Reid Steadman of Standard & Poor's explains the role and application of indices in the construction of ETFs, as well as looking at trends in licensing.
Date: Oct 2011
These indices can also be used as model portfolios, to create ETFs and other investment vehicles, he explained, so the firm works with ETF sponsors who take the indices and essentially use them as recipes for creating a new fund.
The firm also licenses its marks, said Steadman, with the name of a particular ETF including the S&P label to enable investors to identify which index the ETF is tracking.
Steadman said the firm differentiates itself in Asia in terms of its service and flexibility. For example, ETF sponsors come to S&P with good ETF ideas, to work through how to put them into index form.
In the early days of ETFs, Steadman said sponsors would look for pre-existing indexes and get a license to use that index. Now, he said there is much more consultation and development of a concept to create a new product and value proposition for ETF investors.
An index can be used in a few different ways, said Steadman. For instance, a popular way to use an index is to simply use it as a benchmark, so an active manager might have a mandate to try to beat the performance of an index, even if this has proven to be difficult to do.

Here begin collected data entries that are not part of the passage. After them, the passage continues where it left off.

//! Professional API client methods

use bytes::Bytes;
use household_core::Role;
use reqwest::Method;
use serde_json::Value;

use super::{ApiClient, ClientError, PendingRequest, Scope};
use crate::types::{ExportResponse, MessageResponse, ServiceStatusBody};

impl ApiClient {
    fn professional(&self, method: Method, path: &str) -> PendingRequest {
        self.request(method, format!("/api/professional/{path}"))
            .scope(Scope::Role(Role::Professional))
    }

    pub async fn professional_dashboard(&self) -> Result<Value, ClientError> {
        self.execute(self.professional(Method::GET, "dashboard"))
            .await
    }

    /// Start a background CSV export of pending requests
    pub async fn export_pending_requests(&self) -> Result<ExportResponse, ClientError> {
        self.execute(self.professional(Method::POST, "export_pending_requests"))
            .await
    }

    /// Download the most recent CSV export
    pub async fn download_export(&self) -> Result<Bytes, ClientError> {
        self.execute_bytes(self.professional(Method::GET, "download_export"))
            .await
    }

    pub async fn pending_requests(&self) -> Result<Value, ClientError> {
        self.execute(self.professional(Method::GET, "pending_requests"))
            .await
    }

    pub async fn accept_service(&self, id: i64) -> Result<MessageResponse, ClientError> {
        self.execute(self.professional(Method::POST, &format!("accept_service/{id}")))
            .await
    }

    pub async fn reject_service(&self, id: i64) -> Result<MessageResponse, ClientError> {
        self.execute(self.professional(Method::POST, &format!("reject_service/{id}")))
            .await
    }

    pub async fn accepted_requests(&self) -> Result<Value, ClientError> {
        self.execute(self.professional(Method::GET, "accepted_requests"))
            .await
    }

    pub async fn update_service_status(
        &self,
        id: i64,
        status: &str,
    ) -> Result<MessageResponse, ClientError> {
        let request = self
            .professional(Method::POST, &format!("update_service_status/{id}"))
            .json(&ServiceStatusBody {
                service_status: status.to_string(),
            })?;
        self.execute(request).await
    }
}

Indexes are also used for passive management, which is their most popular use, to replicate the performance of that benchmark.
The general interest in ETFs has increased overall in Asia, said Steadman, with ETF sponsors looking to enhance knowledge sand take-up of the product.

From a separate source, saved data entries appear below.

//! Client-side session storage
//!
//! Credentials are kept as flat string entries under role-qualified keys
//! (`adminToken`, `adminRefreshToken`, ...), the same layout the web client
//! keeps in browser storage. Any number of roles may hold a session at once.

use serde::{Deserialize, Serialize};
use std::collections::{BTreeMap, HashMap};
use std::path::{Path, PathBuf};
use std::sync::{PoisonError, RwLock};
use tracing::debug;

use crate::{Result, Role};

/// Credentials issued to one role
#[derive(Debug, Clone, PartialEq, Eq, Serialize, Deserialize)]
pub struct TokenPair {
    pub access_token: String,
    /// Not every login response carries one
    pub refresh_token: Option<String>,
}

/// Key/value storage backing the client session
pub trait SessionStore: Send + Sync {
    fn get(&self, key: &str) -> Option<String>;

    fn set(&self, key: &str, value: &str) -> Result<()>;

    fn remove(&self, key: &str) -> Result<()>;

    /// Stored access token of `role`; an empty entry counts as absent
    fn access_token(&self, role: Role) -> Option<String> {
        self.get(role.token_key()).filter(|token| !token.is_empty())
    }

    /// Stored refresh token of `role`; an empty entry counts as absent
    fn refresh_token(&self, role: Role) -> Option<String> {
        self.get(role.refresh_token_key())
            .filter(|token| !token.is_empty())
    }

    fn set_access_token(&self, role: Role, token: &str) -> Result<()> {
        self.set(role.token_key(), token)
    }

    /// Store a freshly issued pair, replacing whatever the role held before
    fn store_pair(&self, role: Role, pair: &TokenPair) -> Result<()> {
        self.set(role.token_key(), &pair.access_token)?;
        match &pair.refresh_token {
            Some(refresh) => self.set(role.refresh_token_key(), refresh),
            None => self.remove(role.refresh_token_key()),
        }
    }

    /// Drop both credentials of a role
    ///
    /// Both removals are attempted; the first failure is returned.
    fn clear(&self, role: Role) -> Result<()> {
        let access = self.remove(role.token_key());
        let refresh = self.remove(role.refresh_token_key());
        access.and(refresh)
    }

    /// Roles currently holding an access token
    fn active_roles(&self) -> Vec<Role> {
        Role::ALL
            .into_iter()
            .filter(|role| self.access_token(*role).is_some())
            .collect()
    }
}

/// In-memory session store, lost when the process exits
#[derive(Debug, Default)]
pub struct MemorySessionStore {
    entries: RwLock<HashMap<String, String>>,
}

impl MemorySessionStore {
    pub fn new() -> Self {
        Self::default()
    }
}

impl SessionStore for MemorySessionStore {
    fn get(&self, key: &str) -> Option<String> {
        self.entries
            .read()
            .unwrap_or_else(PoisonError::into_inner)
            .get(key)
            .cloned()
    }

    fn set(&self, key: &str, value: &str) -> Result<()> {
        self.entries
            .write()
            .unwrap_or_else(PoisonError::into_inner)
            .insert(key.to_string(), value.to_string());
        Ok(())
    }

    fn remove(&self, key: &str) -> Result<()> {
        self.entries
            .write()
            .unwrap_or_else(PoisonError::into_inner)
            .remove(key);
        Ok(())
    }
}

/// Session store persisted as a JSON object on disk
///
/// The whole file is rewritten after every mutation.
#[derive(Debug)]
pub struct FileSessionStore {
    path: PathBuf,
    entries: RwLock<BTreeMap<String, String>>,
}

impl FileSessionStore {
    /// Open the store at `path`, starting empty if the file does not exist
    pub fn open(path: impl Into<PathBuf>) -> Result<Self> {
        let path = path.into();
        let entries = if path.exists() {
            let content = std::fs::read_to_string(&path)?;
            if content.trim().is_empty() {
                BTreeMap::new()
            } else {
                serde_json::from_str(&content)?
            }
        } else {
            BTreeMap::new()
        };

        debug!(path = %path.display(), entries = entries.len(), "Opened session store");
        Ok(Self {
            path,
            entries: RwLock::new(entries),
        })
    }

    pub fn path(&self) -> &Path {
        &self.path
    }

    fn persist(&self, entries: &BTreeMap<String, String>) -> Result<()> {
        if let Some(parent) = self.path.parent() {
            std::fs::create_dir_all(parent)?;
        }
        let content = serde_json::to_string_pretty(entries)?;
        std::fs::write(&self.path, content)?;
        Ok(())
    }
}

impl SessionStore for FileSessionStore {
    fn get(&self, key: &str) -> Option<String> {
        self.entries
            .read()
            .unwrap_or_else(PoisonError::into_inner)
            .get(key)
            .cloned()
    }

    fn set(&self, key: &str, value: &str) -> Result<()> {
        let mut entries = self
            .entries
            .write()
            .unwrap_or_else(PoisonError::into_inner);
        entries.insert(key.to_string(), value.to_string());
        self.persist(&entries)
    }

    fn remove(&self, key: &str) -> Result<()> {
        let mut entries = self
            .entries
            .write()
            .unwrap_or_else(PoisonError::into_inner);
        if entries.remove(key).is_some() {
            self.persist(&entries)?;
        }
        Ok(())
    }
}

#[cfg(test)]
mod tests {
    use super::*;
    use crate::Error;
    use mockall::mock;
    use mockall::predicate::eq;

    mock! {
        pub Store {}

        impl SessionStore for Store {
            fn get(&self, key: &str) -> Option<String>;
            fn set(&self, key: &str, value: &str) -> Result<()>;
            fn remove(&self, key: &str) -> Result<()>;
        }
    }

    fn pair(access: &str, refresh: Option<&str>) -> TokenPair {
        TokenPair {
            access_token: access.to_string(),
            refresh_token: refresh.map(str::to_string),
        }
    }

    #[test]
    fn test_clear_removes_both_role_keys() {
        let mut store = MockStore::new();
        store
            .expect_remove()
            .with(eq("professionalToken"))
            .times(1)
            .returning(|_| Ok(()));
        store
            .expect_remove()
            .with(eq("professionalRefreshToken"))
            .times(1)
            .returning(|_| Ok(()));

        store.clear(Role::Professional).unwrap();
    }

    #[test]
    fn test_clear_removes_refresh_key_after_storage_error() {
        let mut store = MockStore::new();
        store
            .expect_remove()
            .with(eq("adminToken"))
            .times(1)
            .returning(|_| Err(Error::Session("disk full".into())));
        store
            .expect_remove()
            .with(eq("adminRefreshToken"))
            .times(1)
            .returning(|_| Ok(()));

        assert!(matches!(
            store.clear(Role::Admin),
            Err(Error::Session(ref message)) if message == "disk full"
        ));
    }

    #[test]
    fn test_empty_entries_count_as_absent() {
        let store = MemorySessionStore::new();
        store.set("adminToken", "").unwrap();
        store.set("adminRefreshToken", "").unwrap();
        store.set("customerToken", "c-access").unwrap();

        assert_eq!(store.access_token(Role::Admin), None);
        assert_eq!(store.refresh_token(Role::Admin), None);
        assert_eq!(store.active_roles(), vec![Role::Customer]);
    }

    #[test]
    fn test_memory_store_survives_poisoned_lock() {
        let store = std::sync::Arc::new(MemorySessionStore::new());
        store.set("customerToken", "c-access").unwrap();

        let poisoner = std::sync::Arc::clone(&store);
        let _ = std::thread::spawn(move || {
            let _guard = poisoner.entries.write().unwrap();
            panic!("poison the session lock");
        })
        .join();

        assert!(store.entries.is_poisoned());
        assert_eq!(store.access_token(Role::Customer).as_deref(), Some("c-access"));
        store.clear(Role::Customer).unwrap();
        assert_eq!(store.access_token(Role::Customer), None);
    }

    #[test]
    fn test_memory_store_roles_are_independent() {
        let store = MemorySessionStore::new();
        store
            .store_pair(Role::Admin, &pair("a-access", Some("a-refresh")))
            .unwrap();
        store
            .store_pair(Role::Customer, &pair("c-access", None))
            .unwrap();

        assert_eq!(store.access_token(Role::Admin).as_deref(), Some("a-access"));
        assert_eq!(store.refresh_token(Role::Admin).as_deref(), Some("a-refresh"));
        assert_eq!(store.access_token(Role::Customer).as_deref(), Some("c-access"));
        assert_eq!(store.refresh_token(Role::Customer), None);
        assert_eq!(store.active_roles(), vec![Role::Admin, Role::Customer]);

        store.clear(Role::Admin).unwrap();
        assert_eq!(store.access_token(Role::Admin), None);
        assert_eq!(store.refresh_token(Role::Admin), None);
        assert_eq!(store.active_roles(), vec![Role::Customer]);
    }

    #[test]
    fn test_store_pair_drops_stale_refresh_token() {
        let store = MemorySessionStore::new();
        store
            .store_pair(Role::Customer, &pair("old", Some("old-refresh")))
            .unwrap();
        store.store_pair(Role::Customer, &pair("new", None)).unwrap();

        assert_eq!(store.access_token(Role::Customer).as_deref(), Some("new"));
        assert_eq!(store.refresh_token(Role::Customer), None);
    }

    #[test]
    fn test_file_store_persists_across_open() {
        let dir = tempfile::tempdir().unwrap();
        let path = dir.path().join("nested").join("session.json");

        {
            let store = FileSessionStore::open(&path).unwrap();
            store
                .store_pair(Role::Professional, &pair("p-access", Some("p-refresh")))
                .unwrap();
            store.set_access_token(Role::Professional, "p-access-2").unwrap();
        }

        let reopened = FileSessionStore::open(&path).unwrap();
        assert_eq!(
            reopened.access_token(Role::Professional).as_deref(),
            Some("p-access-2")
        );
        assert_eq!(
            reopened.refresh_token(Role::Professional).as_deref(),
            Some("p-refresh")
        );

        reopened.clear(Role::Professional).unwrap();
        let content = std::fs::read_to_string(&path).unwrap();
        let entries: BTreeMap<String, String> = serde_json::from_str(&content).unwrap();
        assert!(entries.is_empty());
    }

    #[test]
    fn test_file_store_rejects_corrupt_file() {
        let dir = tempfile::tempdir().unwrap();
        let path = dir.path().join("session.json");
        std::fs::write(&path, "not json").unwrap();

        assert!(matches!(
            FileSessionStore::open(&path),
            Err(Error::Serialization(_))
        ));
    }
}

Although it will take a while for the ETF asset to come, Steadman said this will definitely happen, so it is imperative that the ETF sponsors have their products available in the market when the assets start to flow.
Recognition of indexes
In Asia, Steadman said most investors know the headlines indices, and these have been widely used for some time.
There is also an increased level of sophistication in terms of recognising different ETFs that are offered across the region and also globally, he added.